:: Required work ::
Print every line of the listing below, starting with the line that holds "for (_, slot)" and going on through the line that holds "unreliable.position = update.position;", both included, and print nothing else.

:: Data for this task ::
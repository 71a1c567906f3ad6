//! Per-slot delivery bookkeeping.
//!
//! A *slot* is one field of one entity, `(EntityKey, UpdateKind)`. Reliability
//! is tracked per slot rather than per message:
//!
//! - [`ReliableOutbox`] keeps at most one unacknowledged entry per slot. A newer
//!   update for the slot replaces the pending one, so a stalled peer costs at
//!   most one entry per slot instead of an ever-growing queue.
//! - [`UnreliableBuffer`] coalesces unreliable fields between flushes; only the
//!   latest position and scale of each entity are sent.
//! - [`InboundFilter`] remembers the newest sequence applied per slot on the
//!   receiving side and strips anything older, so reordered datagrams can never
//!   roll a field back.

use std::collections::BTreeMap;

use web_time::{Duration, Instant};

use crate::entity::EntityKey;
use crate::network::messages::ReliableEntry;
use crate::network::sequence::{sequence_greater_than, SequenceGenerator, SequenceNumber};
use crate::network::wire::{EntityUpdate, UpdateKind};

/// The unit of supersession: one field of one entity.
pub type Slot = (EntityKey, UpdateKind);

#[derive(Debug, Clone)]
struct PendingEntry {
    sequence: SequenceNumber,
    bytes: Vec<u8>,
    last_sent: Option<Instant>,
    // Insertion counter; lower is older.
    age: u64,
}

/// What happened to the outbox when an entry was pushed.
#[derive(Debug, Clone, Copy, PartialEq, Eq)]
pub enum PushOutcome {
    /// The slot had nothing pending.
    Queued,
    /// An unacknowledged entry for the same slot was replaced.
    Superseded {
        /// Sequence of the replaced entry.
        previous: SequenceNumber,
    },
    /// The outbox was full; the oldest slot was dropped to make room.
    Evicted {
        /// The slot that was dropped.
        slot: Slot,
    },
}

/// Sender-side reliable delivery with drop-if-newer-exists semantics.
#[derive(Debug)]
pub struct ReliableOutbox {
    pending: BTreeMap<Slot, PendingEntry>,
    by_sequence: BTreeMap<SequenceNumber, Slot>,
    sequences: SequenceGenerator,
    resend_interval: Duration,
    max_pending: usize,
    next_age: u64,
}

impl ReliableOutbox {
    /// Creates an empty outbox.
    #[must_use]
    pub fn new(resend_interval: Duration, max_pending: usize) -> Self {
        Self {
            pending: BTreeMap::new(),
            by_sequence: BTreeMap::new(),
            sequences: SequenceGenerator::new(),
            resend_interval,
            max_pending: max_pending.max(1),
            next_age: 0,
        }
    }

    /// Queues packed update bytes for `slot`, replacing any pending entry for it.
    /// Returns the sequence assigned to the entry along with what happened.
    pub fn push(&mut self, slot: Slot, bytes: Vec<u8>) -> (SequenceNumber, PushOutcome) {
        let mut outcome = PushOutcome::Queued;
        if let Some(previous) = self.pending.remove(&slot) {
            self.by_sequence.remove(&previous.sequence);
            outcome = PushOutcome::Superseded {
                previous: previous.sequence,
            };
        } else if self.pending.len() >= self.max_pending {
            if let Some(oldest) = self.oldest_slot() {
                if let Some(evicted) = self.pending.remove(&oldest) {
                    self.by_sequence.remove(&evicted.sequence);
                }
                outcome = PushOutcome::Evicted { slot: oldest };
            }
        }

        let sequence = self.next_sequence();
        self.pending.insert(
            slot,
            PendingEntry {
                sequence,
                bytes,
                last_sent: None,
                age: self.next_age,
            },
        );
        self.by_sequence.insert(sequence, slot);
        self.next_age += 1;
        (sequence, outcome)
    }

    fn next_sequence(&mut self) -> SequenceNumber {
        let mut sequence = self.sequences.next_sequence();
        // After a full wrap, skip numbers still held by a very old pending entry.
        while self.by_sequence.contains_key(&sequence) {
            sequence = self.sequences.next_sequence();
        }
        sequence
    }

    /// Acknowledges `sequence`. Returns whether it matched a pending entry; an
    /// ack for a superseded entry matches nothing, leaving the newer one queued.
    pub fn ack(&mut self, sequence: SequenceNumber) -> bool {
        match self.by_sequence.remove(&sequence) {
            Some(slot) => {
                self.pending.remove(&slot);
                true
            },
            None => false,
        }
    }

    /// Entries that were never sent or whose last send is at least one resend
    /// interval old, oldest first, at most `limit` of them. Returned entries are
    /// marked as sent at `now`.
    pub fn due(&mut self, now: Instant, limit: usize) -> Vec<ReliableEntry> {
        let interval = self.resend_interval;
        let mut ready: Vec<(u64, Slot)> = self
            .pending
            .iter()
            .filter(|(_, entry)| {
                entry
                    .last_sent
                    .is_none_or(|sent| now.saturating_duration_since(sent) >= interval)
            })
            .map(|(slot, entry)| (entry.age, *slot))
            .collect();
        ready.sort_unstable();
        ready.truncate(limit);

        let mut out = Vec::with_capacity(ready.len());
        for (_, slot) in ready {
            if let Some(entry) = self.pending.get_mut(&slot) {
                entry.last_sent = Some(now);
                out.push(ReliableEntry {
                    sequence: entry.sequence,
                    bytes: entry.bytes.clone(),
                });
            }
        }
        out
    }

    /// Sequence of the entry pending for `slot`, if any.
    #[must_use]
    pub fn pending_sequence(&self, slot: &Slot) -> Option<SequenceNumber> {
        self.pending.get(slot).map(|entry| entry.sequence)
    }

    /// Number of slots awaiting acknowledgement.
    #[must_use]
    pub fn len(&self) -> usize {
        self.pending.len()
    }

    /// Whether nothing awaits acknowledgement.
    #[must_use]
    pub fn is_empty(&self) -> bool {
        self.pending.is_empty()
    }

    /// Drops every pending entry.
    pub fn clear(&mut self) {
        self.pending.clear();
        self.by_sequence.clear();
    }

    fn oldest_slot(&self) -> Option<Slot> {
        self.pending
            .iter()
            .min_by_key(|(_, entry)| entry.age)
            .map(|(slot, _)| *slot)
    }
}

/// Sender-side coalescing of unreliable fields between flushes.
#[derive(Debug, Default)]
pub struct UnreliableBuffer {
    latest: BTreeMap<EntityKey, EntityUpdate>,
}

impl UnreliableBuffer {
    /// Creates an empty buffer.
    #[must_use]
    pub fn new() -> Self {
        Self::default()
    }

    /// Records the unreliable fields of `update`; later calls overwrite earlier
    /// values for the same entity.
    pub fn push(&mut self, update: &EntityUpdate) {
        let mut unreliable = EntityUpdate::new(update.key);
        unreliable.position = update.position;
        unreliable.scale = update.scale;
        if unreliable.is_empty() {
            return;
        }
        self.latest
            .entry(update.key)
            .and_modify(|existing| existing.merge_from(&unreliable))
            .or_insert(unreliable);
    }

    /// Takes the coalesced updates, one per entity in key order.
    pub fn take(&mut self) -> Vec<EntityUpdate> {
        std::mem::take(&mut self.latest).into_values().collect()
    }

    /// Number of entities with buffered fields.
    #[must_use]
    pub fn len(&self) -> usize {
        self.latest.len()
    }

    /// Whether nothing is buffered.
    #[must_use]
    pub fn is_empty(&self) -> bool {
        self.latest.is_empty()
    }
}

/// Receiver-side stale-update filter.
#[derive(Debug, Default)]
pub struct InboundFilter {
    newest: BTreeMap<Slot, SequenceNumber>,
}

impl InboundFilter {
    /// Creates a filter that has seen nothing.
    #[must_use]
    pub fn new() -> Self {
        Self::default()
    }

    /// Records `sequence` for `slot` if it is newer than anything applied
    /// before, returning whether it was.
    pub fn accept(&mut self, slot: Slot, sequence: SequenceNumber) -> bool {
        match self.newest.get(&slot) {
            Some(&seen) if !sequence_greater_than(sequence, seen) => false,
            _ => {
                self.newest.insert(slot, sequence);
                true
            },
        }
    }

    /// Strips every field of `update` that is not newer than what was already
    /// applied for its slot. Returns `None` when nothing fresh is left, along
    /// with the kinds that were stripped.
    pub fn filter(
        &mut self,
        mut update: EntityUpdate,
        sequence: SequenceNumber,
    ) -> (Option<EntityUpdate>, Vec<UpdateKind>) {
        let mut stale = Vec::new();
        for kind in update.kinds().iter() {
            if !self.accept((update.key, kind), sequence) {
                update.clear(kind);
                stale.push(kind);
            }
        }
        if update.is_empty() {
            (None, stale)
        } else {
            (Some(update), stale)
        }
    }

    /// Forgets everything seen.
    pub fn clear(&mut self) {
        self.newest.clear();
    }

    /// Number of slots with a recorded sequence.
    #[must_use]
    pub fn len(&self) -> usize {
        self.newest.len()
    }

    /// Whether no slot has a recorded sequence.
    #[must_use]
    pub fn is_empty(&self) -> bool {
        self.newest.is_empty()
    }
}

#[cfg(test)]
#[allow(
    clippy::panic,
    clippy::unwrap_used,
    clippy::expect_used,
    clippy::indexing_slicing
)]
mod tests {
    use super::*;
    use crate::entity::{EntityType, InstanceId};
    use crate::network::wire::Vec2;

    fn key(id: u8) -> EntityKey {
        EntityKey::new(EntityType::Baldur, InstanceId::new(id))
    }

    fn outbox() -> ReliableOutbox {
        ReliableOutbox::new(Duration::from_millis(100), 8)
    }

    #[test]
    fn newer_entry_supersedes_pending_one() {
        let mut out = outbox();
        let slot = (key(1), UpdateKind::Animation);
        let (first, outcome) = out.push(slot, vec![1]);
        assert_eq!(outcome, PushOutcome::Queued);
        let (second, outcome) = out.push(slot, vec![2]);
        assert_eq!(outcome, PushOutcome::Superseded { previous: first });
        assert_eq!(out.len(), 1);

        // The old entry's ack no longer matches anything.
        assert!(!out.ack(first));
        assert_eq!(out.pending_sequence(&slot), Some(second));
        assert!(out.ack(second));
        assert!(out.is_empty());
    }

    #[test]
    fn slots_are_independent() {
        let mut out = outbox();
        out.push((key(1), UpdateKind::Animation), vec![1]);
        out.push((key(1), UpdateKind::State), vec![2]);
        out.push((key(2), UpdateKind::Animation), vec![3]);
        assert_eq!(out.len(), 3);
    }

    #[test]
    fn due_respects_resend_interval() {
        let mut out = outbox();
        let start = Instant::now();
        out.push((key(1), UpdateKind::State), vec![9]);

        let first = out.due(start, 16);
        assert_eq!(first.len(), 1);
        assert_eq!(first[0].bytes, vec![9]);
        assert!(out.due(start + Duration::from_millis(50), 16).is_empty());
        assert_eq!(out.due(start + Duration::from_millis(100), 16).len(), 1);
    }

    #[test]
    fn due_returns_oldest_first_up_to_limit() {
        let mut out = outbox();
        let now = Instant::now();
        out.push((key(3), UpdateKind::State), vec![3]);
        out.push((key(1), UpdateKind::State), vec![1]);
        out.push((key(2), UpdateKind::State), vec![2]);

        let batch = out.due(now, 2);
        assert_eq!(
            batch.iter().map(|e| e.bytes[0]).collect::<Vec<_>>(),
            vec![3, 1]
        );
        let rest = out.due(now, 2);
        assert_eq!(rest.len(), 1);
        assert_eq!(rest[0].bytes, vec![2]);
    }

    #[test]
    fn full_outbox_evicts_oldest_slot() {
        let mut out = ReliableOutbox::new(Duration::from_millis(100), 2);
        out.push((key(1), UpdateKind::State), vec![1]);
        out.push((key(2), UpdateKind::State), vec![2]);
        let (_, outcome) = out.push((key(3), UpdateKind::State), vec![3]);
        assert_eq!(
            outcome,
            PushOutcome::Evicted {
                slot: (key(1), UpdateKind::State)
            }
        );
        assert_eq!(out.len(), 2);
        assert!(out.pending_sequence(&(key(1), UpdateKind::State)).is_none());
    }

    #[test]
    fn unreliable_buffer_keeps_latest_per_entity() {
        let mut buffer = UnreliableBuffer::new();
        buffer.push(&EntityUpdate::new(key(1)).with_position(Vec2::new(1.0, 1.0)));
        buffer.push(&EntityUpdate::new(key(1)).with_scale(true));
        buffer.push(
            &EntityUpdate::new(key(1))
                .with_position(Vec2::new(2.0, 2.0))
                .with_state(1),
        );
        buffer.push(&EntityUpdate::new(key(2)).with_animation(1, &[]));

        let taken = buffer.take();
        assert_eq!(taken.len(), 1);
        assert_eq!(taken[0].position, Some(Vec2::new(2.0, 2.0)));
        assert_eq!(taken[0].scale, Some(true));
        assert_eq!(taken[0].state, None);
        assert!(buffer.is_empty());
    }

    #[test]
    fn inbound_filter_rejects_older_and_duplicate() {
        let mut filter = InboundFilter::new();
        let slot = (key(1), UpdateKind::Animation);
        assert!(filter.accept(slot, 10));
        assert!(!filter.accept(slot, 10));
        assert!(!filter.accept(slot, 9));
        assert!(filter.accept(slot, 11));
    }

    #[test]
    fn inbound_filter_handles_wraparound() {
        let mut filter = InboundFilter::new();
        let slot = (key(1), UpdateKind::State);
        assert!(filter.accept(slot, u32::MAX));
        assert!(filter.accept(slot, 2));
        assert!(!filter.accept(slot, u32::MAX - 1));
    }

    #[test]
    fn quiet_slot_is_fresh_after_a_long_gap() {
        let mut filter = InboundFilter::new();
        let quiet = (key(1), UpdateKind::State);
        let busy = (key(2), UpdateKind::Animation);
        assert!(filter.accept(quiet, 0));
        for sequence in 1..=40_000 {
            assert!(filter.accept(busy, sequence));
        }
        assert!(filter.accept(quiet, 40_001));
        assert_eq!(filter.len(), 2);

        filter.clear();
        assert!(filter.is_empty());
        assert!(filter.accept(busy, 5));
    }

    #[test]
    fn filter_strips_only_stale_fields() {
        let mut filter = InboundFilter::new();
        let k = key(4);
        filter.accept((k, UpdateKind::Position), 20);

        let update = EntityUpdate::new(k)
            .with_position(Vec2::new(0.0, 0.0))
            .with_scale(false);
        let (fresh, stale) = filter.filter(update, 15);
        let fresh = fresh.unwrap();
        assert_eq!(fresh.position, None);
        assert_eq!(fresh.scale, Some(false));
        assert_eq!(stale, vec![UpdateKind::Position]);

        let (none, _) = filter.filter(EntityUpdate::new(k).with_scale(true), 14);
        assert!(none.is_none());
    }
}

:: Task response ::
        for (_, slot) in ready {
            if let Some(entry) = self.pending.get_mut(&slot) {
                entry.last_sent = Some(now);
                out.push(ReliableEntry {
                    sequence: entry.sequence,
                    bytes: entry.bytes.clone(),
                });
            }
        }
        out
    }

    /// Sequence of the entry pending for `slot`, if any.
    #[must_use]
    pub fn pending_sequence(&self, slot: &Slot) -> Option<SequenceNumber> {
        self.pending.get(slot).map(|entry| entry.sequence)
    }

    /// Number of slots awaiting acknowledgement.
    #[must_use]
    pub fn len(&self) -> usize {
        self.pending.len()
    }

    /// Whether nothing awaits acknowledgement.
    #[must_use]
    pub fn is_empty(&self) -> bool {
        self.pending.is_empty()
    }

    /// Drops every pending entry.
    pub fn clear(&mut self) {
        self.pending.clear();
        self.by_sequence.clear();
    }

    fn oldest_slot(&self) -> Option<Slot> {
        self.pending
            .iter()
            .min_by_key(|(_, entry)| entry.age)
            .map(|(slot, _)| *slot)
    }
}

/// Sender-side coalescing of unreliable fields between flushes.
#[derive(Debug, Default)]
pub struct UnreliableBuffer {
    latest: BTreeMap<EntityKey, EntityUpdate>,
}

impl UnreliableBuffer {
    /// Creates an empty buffer.
    #[must_use]
    pub fn new() -> Self {
        Self::default()
    }

    /// Records the unreliable fields of `update`; later calls overwrite earlier
    /// values for the same entity.
    pub fn push(&mut self, update: &EntityUpdate) {
        let mut unreliable = EntityUpdate::new(update.key);
        unreliable.position = update.position;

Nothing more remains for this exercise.